Il viaggio a Nanchino ha dato ancora più carica al prossimo amministratore delegato dell'Inter, Giuseppe Marotta, che ha conosciuto il patron di Suning, Jindong Zhang, sottolineando, al suo ritorno in Italia, come abbia trovato un grande gruppo e un bel progetto. Un summit che è servito alle parti per conoscersi e per delineare la strategia per ridurre il gap dalla Juventus sia dal punto di vista tecnico che dal punto di vista economico. Per quanto riguarda il mercato, tra l'altro, sono stati già delineati i primi obiettivi per la prossima estate dato che il club nerazzurro a gennaio sarà ancora limitato dai paletti del fair play finanziario e, dunque, non potrà muoversi con la stessa libertà con il quale sarà possibile farlo a luglio.
L'ex dirigente della Juventus e il colosso di Nanchino sono d'accordo su due obiettivi: Anthony Martial e Federico Chiesa.
Martial e Chiesa per l'Inter
Sono due i nomi in cima alla lista di Giuseppe Marotta per l'Inter: Martial e Federico Chiesa.
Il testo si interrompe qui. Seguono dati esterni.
use serde_json::{json, Value};
use thiserror::Error;

use crate::digest::Digest;
use crate::merkle;
use crate::seal::{self, SealError};

/// A named, ordered group of verses (a Qur'an chapter or a Torah sidra).
///
/// Verses are expected to be NFC-normalized already (see
/// [`crate::normalize::nfc`]); verse order is significant and determines the
/// unit's root.
#[derive(Debug, Clone, PartialEq, Eq)]
pub struct Unit {
    /// Unit name, e.g. `Sura 1` or a Sefaria reference string.
    pub name: String,
    /// Ordered, normalized verse text.
    pub verses: Vec<String>,
}

impl Unit {
    /// Constructs a unit from a name and ordered verses.
    pub fn new(name: impl Into<String>, verses: Vec<String>) -> Self {
        Self {
            name: name.into(),
            verses,
        }
    }
}

/// One sealed unit in a corpus manifest.
///
/// All digests are lowercase hex, 64 characters. `sealed_root_mod19` is
/// always 0 by construction of the seal; it is carried so readers can check
/// the invariant without recomputation.
#[derive(Debug, Clone, PartialEq, Eq)]
pub struct UnitEntry {
    /// Unit name.
    pub name: String,
    /// Number of verses hashed into the root.
    pub verse_count: usize,
    /// Leaf digests in verse order.
    pub verse_hashes_hex: Vec<String>,
    /// Merkle root of the leaf digests.
    pub root_hex: String,
    /// Sealing nonce.
    pub nonce: u64,
    /// `Hash(root || nonce_be8)`.
    pub sealed_root_hex: String,
    /// Residue of the sealed digest mod 19 (always 0).
    pub sealed_root_mod19: u8,
}

/// Which corpus a manifest describes; dictates the output vocabulary.
#[derive(Debug, Clone, Copy, PartialEq, Eq)]
pub enum CorpusKind {
    /// Qur'an chapters: `chapters` / `chapter_root_hex`.
    Quran,
    /// Torah sidrot: `sidrot` / `sidra_root_hex`.
    Torah,
}

impl CorpusKind {
    /// JSON key holding the list of unit entries.
    pub fn units_key(&self) -> &'static str {
        match self {
            CorpusKind::Quran => "chapters",
            CorpusKind::Torah => "sidrot",
        }
    }

    /// JSON key holding each unit's root digest.
    pub fn root_key(&self) -> &'static str {
        match self {
            CorpusKind::Quran => "chapter_root_hex",
            CorpusKind::Torah => "sidra_root_hex",
        }
    }
}

/// A sealed manifest for one corpus.
#[derive(Debug, Clone, PartialEq)]
pub struct CorpusManifest {
    /// Corpus kind (drives the serialized vocabulary).
    pub kind: CorpusKind,
    /// Corpus-level profile metadata (source, edition, URLs).
    pub profile: Value,
    /// Sealed entries in input unit order.
    pub entries: Vec<UnitEntry>,
}

impl CorpusManifest {
    /// Serializes the manifest to its wire JSON shape.
    pub fn to_json(&self) -> Value {
        let entries: Vec<Value> = self
            .entries
            .iter()
            .map(|e| {
                json!({
                    "name": e.name,
                    "verse_count": e.verse_count,
                    "verse_hashes_hex": e.verse_hashes_hex,
                    (self.kind.root_key()): e.root_hex,
                    "nonce_uint64": e.nonce,
                    "sealed_root_hex": e.sealed_root_hex,
                    "sealed_root_mod19": e.sealed_root_mod19,
                })
            })
            .collect();
        json!({
            "profile": self.profile,
            (self.kind.units_key()): entries,
        })
    }
}

/// What to do with a unit that yields zero verses.
#[derive(Debug, Clone, Copy, PartialEq, Eq)]
pub enum EmptyUnitPolicy {
    /// Log a warning and omit the unit from the manifest (default).
    Skip,
    /// Fail the whole assembly.
    Fail,
}

/// Options controlling manifest assembly.
#[derive(Debug, Clone)]
pub struct AssembleOptions {
    /// Exclusive upper bound for the per-unit nonce search.
    pub nonce_limit: u64,
    /// Empty-unit handling.
    pub empty_unit: EmptyUnitPolicy,
}

impl Default for AssembleOptions {
    fn default() -> Self {
        Self {
            nonce_limit: seal::DEFAULT_NONCE_LIMIT,
            empty_unit: EmptyUnitPolicy::Skip,
        }
    }
}

/// Errors that can occur during manifest assembly.
#[derive(Error, Debug)]
pub enum AssembleError {
    /// The nonce search for a unit's root was exhausted.
    ///
    /// Fatal: a missing sealed entry would break the mod-19 invariant the
    /// manifest advertises, so assembly never skips over this.
    #[error("sealing unit {name:?} failed: {source}")]
    Seal {
        /// Name of the unit whose seal failed.
        name: String,
        /// The underlying exhaustion error.
        source: SealError,
    },
    /// A unit yielded zero verses under [`EmptyUnitPolicy::Fail`].
    #[error("unit {name:?} has no verses")]
    EmptyUnit {
        /// Name of the empty unit.
        name: String,
    },
}

/// Seals one unit: leaf digests, Merkle root, nonce seal, packaged entry.
pub fn seal_unit(unit: &Unit, nonce_limit: u64) -> Result<UnitEntry, SealError> {
    let leaves: Vec<Digest> = unit.verses.iter().map(|v| Digest::of_verse(v)).collect();
    let root = merkle::root(&leaves);
    let sealed = seal::find_nonce(&root, nonce_limit)?;
    Ok(UnitEntry {
        name: unit.name.clone(),
        verse_count: unit.verses.len(),
        verse_hashes_hex: leaves.iter().map(Digest::to_hex).collect(),
        root_hex: root.to_hex(),
        nonce: sealed.nonce,
        sealed_root_hex: sealed.digest.to_hex(),
        sealed_root_mod19: sealed.digest.mod19(),
    })
}

/// Assembles a corpus manifest from ordered units.
///
/// Entries preserve input unit order. Empty units are skipped with a warning
/// or fail the build, per `options.empty_unit`. Seal exhaustion is always
/// fatal.
pub fn assemble(
    kind: CorpusKind,
    profile: Value,
    units: &[Unit],
    options: &AssembleOptions,
) -> Result<CorpusManifest, AssembleError> {
    let mut entries = Vec::with_capacity(units.len());
    for unit in units {
        if unit.verses.is_empty() {
            match options.empty_unit {
                EmptyUnitPolicy::Skip => {
                    tracing::warn!(unit = %unit.name, "no verses retrieved; skipping unit");
                    continue;
                }
                EmptyUnitPolicy::Fail => {
                    return Err(AssembleError::EmptyUnit {
                        name: unit.name.clone(),
                    });
                }
            }
        }
        let entry = seal_unit(unit, options.nonce_limit).map_err(|source| AssembleError::Seal {
            name: unit.name.clone(),
            source,
        })?;
        tracing::debug!(
            unit = %entry.name,
            verses = entry.verse_count,
            nonce = entry.nonce,
            "sealed unit"
        );
        entries.push(entry);
    }
    Ok(CorpusManifest {
        kind,
        profile,
        entries,
    })
}

#[cfg(test)]
mod tests {
    use super::*;

    #[test]
    fn entry_vocabulary_follows_corpus_kind() {
        assert_eq!(CorpusKind::Quran.units_key(), "chapters");
        assert_eq!(CorpusKind::Quran.root_key(), "chapter_root_hex");
        assert_eq!(CorpusKind::Torah.units_key(), "sidrot");
        assert_eq!(CorpusKind::Torah.root_key(), "sidra_root_hex");
    }

    #[test]
    fn seal_unit_packages_the_pipeline() {
        let unit = Unit::new(
            "Sura 1",
            vec!["بِسْمِ اللَّهِ".to_string(), "الرَّحْمَٰنِ".to_string()],
        );
        let entry = seal_unit(&unit, seal::DEFAULT_NONCE_LIMIT).unwrap();

        assert_eq!(entry.verse_count, 2);
        assert_eq!(entry.verse_hashes_hex.len(), 2);
        assert_eq!(entry.sealed_root_mod19, 0);

        let h0 = Digest::of_verse(&unit.verses[0]);
        let h1 = Digest::of_verse(&unit.verses[1]);
        assert_eq!(entry.verse_hashes_hex[0], h0.to_hex());
        assert_eq!(entry.root_hex, Digest::of_pair(&h0, &h1).to_hex());
    }

    #[test]
    fn empty_unit_is_skipped_by_default() {
        let units = vec![
            Unit::new("Genesis 1:1-2:3", vec!["בְּרֵאשִׁית".to_string()]),
            Unit::new("Empty ref", vec![]),
        ];
        let manifest = assemble(
            CorpusKind::Torah,
            json!({"tradition": "TORAH"}),
            &units,
            &AssembleOptions::default(),
        )
        .unwrap();
        assert_eq!(manifest.entries.len(), 1);
        assert_eq!(manifest.entries[0].name, "Genesis 1:1-2:3");
    }

    #[test]
    fn empty_unit_fails_under_strict_policy() {
        let units = vec![Unit::new("Empty ref", vec![])];
        let options = AssembleOptions {
            empty_unit: EmptyUnitPolicy::Fail,
            ..Default::default()
        };
        let err = assemble(CorpusKind::Torah, json!({}), &units, &options).unwrap_err();
        assert!(matches!(err, AssembleError::EmptyUnit { name } if name == "Empty ref"));
    }

    #[test]
    fn seal_exhaustion_is_fatal() {
        // limit 0 guarantees exhaustion regardless of the root
        let units = vec![Unit::new("Sura 1", vec!["verse".to_string()])];
        let options = AssembleOptions {
            nonce_limit: 0,
            ..Default::default()
        };
        let err = assemble(CorpusKind::Quran, json!({}), &units, &options).unwrap_err();
        assert!(matches!(err, AssembleError::Seal { name, .. } if name == "Sura 1"));
    }

    #[test]
    fn manifest_json_matches_wire_shape() {
        let units = vec![Unit::new("Sura 1", vec!["آية".to_string()])];
        let manifest = assemble(
            CorpusKind::Quran,
            json!({"tradition": "QURAN", "source": "Tanzil"}),
            &units,
            &AssembleOptions::default(),
        )
        .unwrap();
        let value = manifest.to_json();

        assert_eq!(value["profile"]["tradition"], "QURAN");
        let chapters = value["chapters"].as_array().unwrap();
        assert_eq!(chapters.len(), 1);
        let entry = &chapters[0];
        assert_eq!(entry["name"], "Sura 1");
        assert_eq!(entry["verse_count"], 1);
        assert_eq!(entry["sealed_root_mod19"], 0);
        assert_eq!(entry["verse_hashes_hex"].as_array().unwrap().len(), 1);
        assert_eq!(entry["chapter_root_hex"].as_str().unwrap().len(), 64);
        assert_eq!(entry["sealed_root_hex"].as_str().unwrap().len(), 64);
        assert!(entry["nonce_uint64"].is_u64());
        assert!(entry.get("sidra_root_hex").is_none());
    }

    #[test]
    fn entries_preserve_unit_order() {
        let units: Vec<Unit> = (1..=4)
            .map(|i| Unit::new(format!("Sura {i}"), vec![format!("verse {i}")]))
            .collect();
        let manifest = assemble(
            CorpusKind::Quran,
            json!({}),
            &units,
            &AssembleOptions::default(),
        )
        .unwrap();
        let names: Vec<&str> = manifest.entries.iter().map(|e| e.name.as_str()).collect();
        assert_eq!(names, vec!["Sura 1", "Sura 2", "Sura 3", "Sura 4"]);
    }
}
I due attaccanti piacciono per motivi differenti. L'esterno della Fiorentina è il primo obiettivo di Suning che ha sempre prestato attenzione ai giovani talenti italiani e Chiesa, probabilmente, è il meglio che il calcio italiano può offrire in questo momento. Classe 1997, il figlio d'arte piace molto anche al tecnico dell'Inter, Luciano Spalletti, essendo in grado di giocare su entrambe le fasce ma anche come seconda punta. Inoltre lo scorso anno ha dimostrato di essere in grado di giocare anche nel 3-5-2, sia come quinto di centrocampo che in attacco.
Il club viola, comunque, per sedersi al tavolo delle trattative chiede una cifra intorno ai settanta milioni di euro.
Diverso, invece, il discorso relativo ad Anthony Martial. L'attaccante francese è in scadenza di contratto con il Manchester United e rappresenta un vero e proprio affare sia dal punto di vista tecnico che in prospettiva essendo un classe 1995. Il giocatore ha già rifiutato un'offerta di rinnovo ma i Red Devils faranno di tutto per non perdere l'investimento fatto nell'estate del 2015, quando fu acquistato dal Monaco per sessanta milioni di euro più bonus.
Inter rivoluzionata
Con il possibile arrivo di Chiesa e Martial è inevitabile pensare ad un Inter rivoluzionata nel reparto avanzato.
Chi potrebbe essere ceduto è l'esterno Ivan Perisic. Il croato potrebbe essere sacrificato sull'altare del fair play finanziario. All'ex Wolfsburg è sempre interessato il Manchester United e questa volta i nerazzurri potrebbero 'accontentarsi' di una cifra intorno ai quaranta milioni di euro. L'altro esterno in bilico dovrebbe essere Keita Balde che all'Inter è in prestito con diritto di riscatto fissato a quaranta milioni di euro. Una cifra che, almeno per il momento, la società nerazzurra non sembra essere intenzionata ad investire sull'attaccante senegalese che non ha convinto in questa prima parte della stagione. Luciano Spalletti, potrebbe disporre nel futuro prossimo di una squadra rivoluzionata con un tridente da fare invidia a tutta Europa composto da Martial, Icardi e Chiesa.